この半導体ニュースのまとめ

・住友大阪セメントが千葉県市川市の市川事業所に静電チャックの新製造棟を竣工
・半導体製造装置向け静電チャックの生産能力を従来比約2倍に増強し、安定供給体制を強化
・SiCナノ粒子を用いたナノ複合化セラミックス技術を活用し、先端半導体向け需要の取り込みを目指す

市川事業所に静電チャック新製造棟を竣工

住友大阪セメントは7月9日、千葉県市川市の市川事業所において、半導体製造装置の主要部品である静電チャックの新製造棟を竣工し、同日に竣工式を執り行ったことを発表した。

新製造棟は、DXや生成AIなどの普及に伴うデータ取扱量の増大を背景に、今後も拡大が見込まれる半導体需要に対応するための生産能力増強投資の一環として建設されたもの。これにより、同社の静電チャックの生産能力は従来比で約2倍に拡大する。

  • 新製造棟の外観

    新製造棟の外観 (出所:住友大阪セメント)

新製造棟は2023年7月より建設が進められてきたもので、竣工日は2026年7月9日。所在地は市川事業所内で、延床面積は約1万m2としている。

真空プロセスでウェハを固定する半導体製造装置の主要部品

静電チャック(ESC:Electrostatic Chuck)は、半導体製造の真空プロセスにおいて、静電気力を用いてシリコンウェハを固定する半導体製造装置の部品の1つ。エッチング装置などの半導体製造装置で用いられ、ウェハを高精度に保持しながらプロセスを安定させるために重要な役割を担う。

  • 静電チャック

    住友大阪セメントが手掛ける静電チャック (出所:住友大阪セメント)

半導体デバイスの微細化や高性能化が進む中、製造装置に求められるプロセス精度も高まっている。特に先端半導体の製造では、ウェハ保持の安定性や耐電圧性、熱的・機械的な信頼性が製造品質に影響するため、静電チャックにも高い性能が求められている。

SiCナノ粒子を用いたナノ複合化セラミックスが強み

住友大阪セメントの静電チャックは、同社がセメント事業で培ってきた無機材料技術の知見を応用して自社開発したSiCナノ粒子を用いる点を特徴とする。

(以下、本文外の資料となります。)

//! # Executor Metrics
//!
//! Counters and rolling windows maintained by the executor, and the
//! [`ExecutorMetrics`] snapshot published on every monitoring tick.

use chrono::{DateTime, Utc};
use parking_lot::Mutex;
use serde::{Deserialize, Serialize};
use std::collections::{BTreeMap, VecDeque};
use std::sync::atomic::{AtomicU64, Ordering};
use std::time::{Duration, Instant};
use uuid::Uuid;

use super::error_classifier::ErrorCategory;
use super::memory::MemoryStats;
use crate::cache::TieredCacheStats;
use crate::constants::executor::EFFICIENCY_WINDOW;
use crate::pool::PoolStats;
use crate::resilience::CircuitState;

/// Execution durations kept for percentile estimates
const DURATION_SAMPLE_SIZE: usize = 1000;

/// Point-in-time view of one executor
#[derive(Debug, Clone, Serialize, Deserialize)]
pub struct ExecutorMetrics {
    pub executor_id: Uuid,
    pub collected_at: DateTime<Utc>,
    pub uptime_seconds: u64,

    // Task counters
    pub tasks_submitted: u64,
    pub tasks_completed: u64,
    pub tasks_failed: u64,
    pub cache_hits: u64,
    /// Tasks answered by a concurrent execution of the same fingerprint
    pub coalesced: u64,
    pub retries: u64,
    pub slow_tasks: u64,
    pub deadline_exceeded: u64,
    /// Tasks refused because the executor was shutting down
    pub rejected: u64,
    pub error_counts: BTreeMap<String, u64>,
    /// failed / (completed + failed)
    pub error_rate: f64,

    // Timing
    pub avg_execution_time_ms: f64,
    pub p95_execution_time_ms: f64,
    pub p99_execution_time_ms: f64,

    // Batching
    pub batches_completed: u64,
    pub avg_batch_size: f64,
    /// Tasks per second averaged over the most recent batches
    pub batch_tasks_per_second: f64,

    // Live state
    pub in_flight: usize,
    pub queued: usize,
    pub history_success_rate: f64,
    pub history_average_ms: f64,
    pub circuit_breaker_state: Option<CircuitState>,

    pub pool: PoolStats,
    pub cache: TieredCacheStats,
    pub memory: MemoryStats,
}

/// Live gauges sampled from the executor's components at snapshot time
#[derive(Debug, Clone, Default)]
pub struct ComponentSnapshot {
    pub in_flight: usize,
    pub queued: usize,
    pub history_success_rate: f64,
    pub history_average: Duration,
    pub circuit_breaker_state: Option<CircuitState>,
    pub pool: PoolStats,
    pub cache: TieredCacheStats,
    pub memory: MemoryStats,
}

#[derive(Debug, Clone, Copy)]
struct BatchSample {
    size: usize,
    tasks_per_second: f64,
}

/// Metrics collector shared by every operation of one executor
#[derive(Debug)]
pub struct MetricsCollector {
    executor_id: Uuid,
    started_at: Instant,

    submitted: AtomicU64,
    completed: AtomicU64,
    failed: AtomicU64,
    cache_hits: AtomicU64,
    coalesced: AtomicU64,
    retries: AtomicU64,
    slow_tasks: AtomicU64,
    deadline_exceeded: AtomicU64,
    rejected: AtomicU64,
    batches_completed: AtomicU64,
    total_execution_micros: AtomicU64,
    timed_executions: AtomicU64,

    error_counts: Mutex<BTreeMap<String, u64>>,
    durations: Mutex<VecDeque<Duration>>,
    batches: Mutex<VecDeque<BatchSample>>,
}

impl MetricsCollector {
    pub fn new(executor_id: Uuid) -> Self {
        Self {
            executor_id,
            started_at: Instant::now(),
            submitted: AtomicU64::new(0),
            completed: AtomicU64::new(0),
            failed: AtomicU64::new(0),
            cache_hits: AtomicU64::new(0),
            coalesced: AtomicU64::new(0),
            retries: AtomicU64::new(0),
            slow_tasks: AtomicU64::new(0),
            deadline_exceeded: AtomicU64::new(0),
            rejected: AtomicU64::new(0),
            batches_completed: AtomicU64::new(0),
            total_execution_micros: AtomicU64::new(0),
            timed_executions: AtomicU64::new(0),
            error_counts: Mutex::new(BTreeMap::new()),
            durations: Mutex::new(VecDeque::with_capacity(DURATION_SAMPLE_SIZE)),
            batches: Mutex::new(VecDeque::with_capacity(EFFICIENCY_WINDOW)),
        }
    }

    pub fn executor_id(&self) -> Uuid {
        self.executor_id
    }

    pub fn record_submitted(&self) {
        self.submitted.fetch_add(1, Ordering::Relaxed);
    }

    /// A backend execution finished successfully
    pub fn record_completed(&self, execution_time: Duration) {
        self.completed.fetch_add(1, Ordering::Relaxed);
        self.record_duration(execution_time);
    }

    pub fn record_cache_hit(&self) {
        self.cache_hits.fetch_add(1, Ordering::Relaxed);
        self.completed.fetch_add(1, Ordering::Relaxed);
    }

    pub fn record_coalesced(&self) {
        self.coalesced.fetch_add(1, Ordering::Relaxed);
    }

    pub fn record_failed(&self, category: ErrorCategory, execution_time: Duration) {
        self.failed.fetch_add(1, Ordering::Relaxed);
        if category == ErrorCategory::DeadlineExceeded {
            self.deadline_exceeded.fetch_add(1, Ordering::Relaxed);
        }
        *self
            .error_counts
            .lock()
            .entry(category.to_string())
            .or_insert(0) += 1;
        self.record_duration(execution_time);
    }

    pub fn record_rejected(&self) {
        self.rejected.fetch_add(1, Ordering::Relaxed);
    }

    pub fn record_retry(&self) {
        self.retries.fetch_add(1, Ordering::Relaxed);
    }

    pub fn record_slow_task(&self) {
        self.slow_tasks.fetch_add(1, Ordering::Relaxed);
    }

    /// Record one sub-batch and fold its throughput into the rolling window
    pub fn record_batch(&self, size: usize, elapsed: Duration) {
        self.batches_completed.fetch_add(1, Ordering::Relaxed);
        let seconds = elapsed.as_secs_f64();
        let tasks_per_second = if seconds > 0.0 {
            size as f64 / seconds
        } else {
            size as f64
        };

        let mut batches = self.batches.lock();
        if batches.len() == EFFICIENCY_WINDOW {
            batches.pop_front();
        }
        batches.push_back(BatchSample {
            size,
            tasks_per_second,
        });
    }

    /// Rolling tasks per second across the most recent batches
    pub fn batch_efficiency(&self) -> f64 {
        let batches = self.batches.lock();
        if batches.is_empty() {
            return 0.0;
        }
        batches.iter().map(|b| b.tasks_per_second).sum::<f64>() / batches.len() as f64
    }

    pub fn completed(&self) -> u64 {
        self.completed.load(Ordering::Relaxed)
    }

    pub fn failed(&self) -> u64 {
        self.failed.load(Ordering::Relaxed)
    }

    pub fn snapshot(&self, components: ComponentSnapshot) -> ExecutorMetrics {
        let completed = self.completed.load(Ordering::Relaxed);
        let failed = self.failed.load(Ordering::Relaxed);
        let finished = completed + failed;
        let error_rate = if finished > 0 {
            failed as f64 / finished as f64
        } else {
            0.0
        };

        let timed = self.timed_executions.load(Ordering::Relaxed);
        let avg_execution_time_ms = if timed > 0 {
            self.total_execution_micros.load(Ordering::Relaxed) as f64 / timed as f64 / 1000.0
        } else {
            0.0
        };
        let (p95, p99) = self.percentiles();

        let avg_batch_size = {
            let batches = self.batches.lock();
            if batches.is_empty() {
                0.0
            } else {
                batches.iter().map(|b| b.size as f64).sum::<f64>() / batches.len() as f64
            }
        };

        ExecutorMetrics {
            executor_id: self.executor_id,
            collected_at: Utc::now(),
            uptime_seconds: self.started_at.elapsed().as_secs(),
            tasks_submitted: self.submitted.load(Ordering::Relaxed),
            tasks_completed: completed,
            tasks_failed: failed,
            cache_hits: self.cache_hits.load(Ordering::Relaxed),
            coalesced: self.coalesced.load(Ordering::Relaxed),
            retries: self.retries.load(Ordering::Relaxed),
            slow_tasks: self.slow_tasks.load(Ordering::Relaxed),
            deadline_exceeded: self.deadline_exceeded.load(Ordering::Relaxed),
            rejected: self.rejected.load(Ordering::Relaxed),
            error_counts: self.error_counts.lock().clone(),
            error_rate,
            avg_execution_time_ms,
            p95_execution_time_ms: p95,
            p99_execution_time_ms: p99,
            batches_completed: self.batches_completed.load(Ordering::Relaxed),
            avg_batch_size,
            batch_tasks_per_second: self.batch_efficiency(),
            in_flight: components.in_flight,
            queued: components.queued,
            history_success_rate: components.history_success_rate,
            history_average_ms: components.history_average.as_secs_f64() * 1000.0,
            circuit_breaker_state: components.circuit_breaker_state,
            pool: components.pool,
            cache: components.cache,
            memory: components.memory,
        }
    }

    fn record_duration(&self, duration: Duration) {
        self.total_execution_micros
            .fetch_add(duration.as_micros() as u64, Ordering::Relaxed);
        self.timed_executions.fetch_add(1, Ordering::Relaxed);

        let mut durations = self.durations.lock();
        if durations.len() == DURATION_SAMPLE_SIZE {
            durations.pop_front();
        }
        durations.push_back(duration);
    }

    fn percentiles(&self) -> (f64, f64) {
        let mut sorted: Vec<Duration> = self.durations.lock().iter().copied().collect();
        if sorted.is_empty() {
            return (0.0, 0.0);
        }
        sorted.sort_unstable();
        let at = |quantile: f64| {
            let index = ((sorted.len() as f64 * quantile).ceil() as usize).clamp(1, sorted.len()) - 1;
            sorted[index].as_secs_f64() * 1000.0
        };
        (at(0.95), at(0.99))
    }
}

#[cfg(test)]
mod tests {
    use super::*;

    #[test]
    fn test_counters_and_error_rate() {
        let collector = MetricsCollector::new(Uuid::new_v4());
        collector.record_submitted();
        collector.record_submitted();
        collector.record_submitted();
        collector.record_completed(Duration::from_millis(10));
        collector.record_cache_hit();
        collector.record_failed(ErrorCategory::DeadlineExceeded, Duration::from_millis(30));

        let metrics = collector.snapshot(ComponentSnapshot::default());
        assert_eq!(metrics.tasks_submitted, 3);
        assert_eq!(metrics.tasks_completed, 2);
        assert_eq!(metrics.tasks_failed, 1);
        assert_eq!(metrics.cache_hits, 1);
        assert_eq!(metrics.deadline_exceeded, 1);
        assert_eq!(metrics.error_counts["Deadline Exceeded"], 1);
        assert!((metrics.error_rate - 1.0 / 3.0).abs() < f64::EPSILON);
        assert!((metrics.avg_execution_time_ms - 20.0).abs() < 0.001);
    }

    #[test]
    fn test_batch_efficiency_is_rolling_average() {
        let collector = MetricsCollector::new(Uuid::new_v4());
        assert_eq!(collector.batch_efficiency(), 0.0);

        collector.record_batch(10, Duration::from_secs(1));
        collector.record_batch(10, Duration::from_millis(500));
        assert!((collector.batch_efficiency() - 15.0).abs() < 0.001);

        for _ in 0..EFFICIENCY_WINDOW {
            collector.record_batch(5, Duration::from_secs(1));
        }
        assert!((collector.batch_efficiency() - 5.0).abs() < 0.001);
        assert_eq!(
            collector.snapshot(ComponentSnapshot::default()).batches_completed,
            EFFICIENCY_WINDOW as u64 + 2
        );
    }

    #[test]
    fn test_percentiles() {
        let collector = MetricsCollector::new(Uuid::new_v4());
        for millis in 1..=100 {
            collector.record_completed(Duration::from_millis(millis));
        }
        let metrics = collector.snapshot(ComponentSnapshot::default());
        assert!((metrics.p95_execution_time_ms - 95.0).abs() < 0.001);
        assert!((metrics.p99_execution_time_ms - 99.0).abs() < 0.001);
    }
}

同社によると、このSiCナノ粒子を用いたナノ複合化セラミックスにより、吸着力と耐電圧に優れた静電チャックを実現しているという。これまで、最先端半導体で求められるシリコンウェハのエッチング性能向上に貢献してきたとしている。

今回の新製造棟では、設備の増強に加え、自動化設備や生産管理システムなど最新鋭の技術を導入することで、生産性の向上と、さらなる高品質要求に対応できる体制を構築した。

高機能品事業本部を新設、半導体製造装置向け製品を強化

住友大阪セメントは、中長期ビジョン「SOC Vision2035」のもと、事業ポートフォリオ変革の一環として高機能品事業の拡大を掲げている。2026年4月1日には新たに高機能品事業本部を立ち上げ、組織体制を強化した。

今回の静電チャック新製造棟の建設は、そうした高機能品事業拡大の基盤となる取り組みと位置付けられる。同社としては、足元の半導体市場成長に伴って増加する顧客需要を確実に取り込むとともに、半導体製造装置向け製品分野で新製品を含めたさらなる成長を目指す考えだ。

AIサーバやデータセンター向け半導体、先端ロジック、メモリなどの需要拡大に伴い、半導体製造装置とその構成部品の重要性も高まっている。住友大阪セメントとしては、無機材料技術を起点とした静電チャックの供給能力を高めることで、先端半導体製造を支える部材メーカーとしての存在感を強めたい考えとみられる。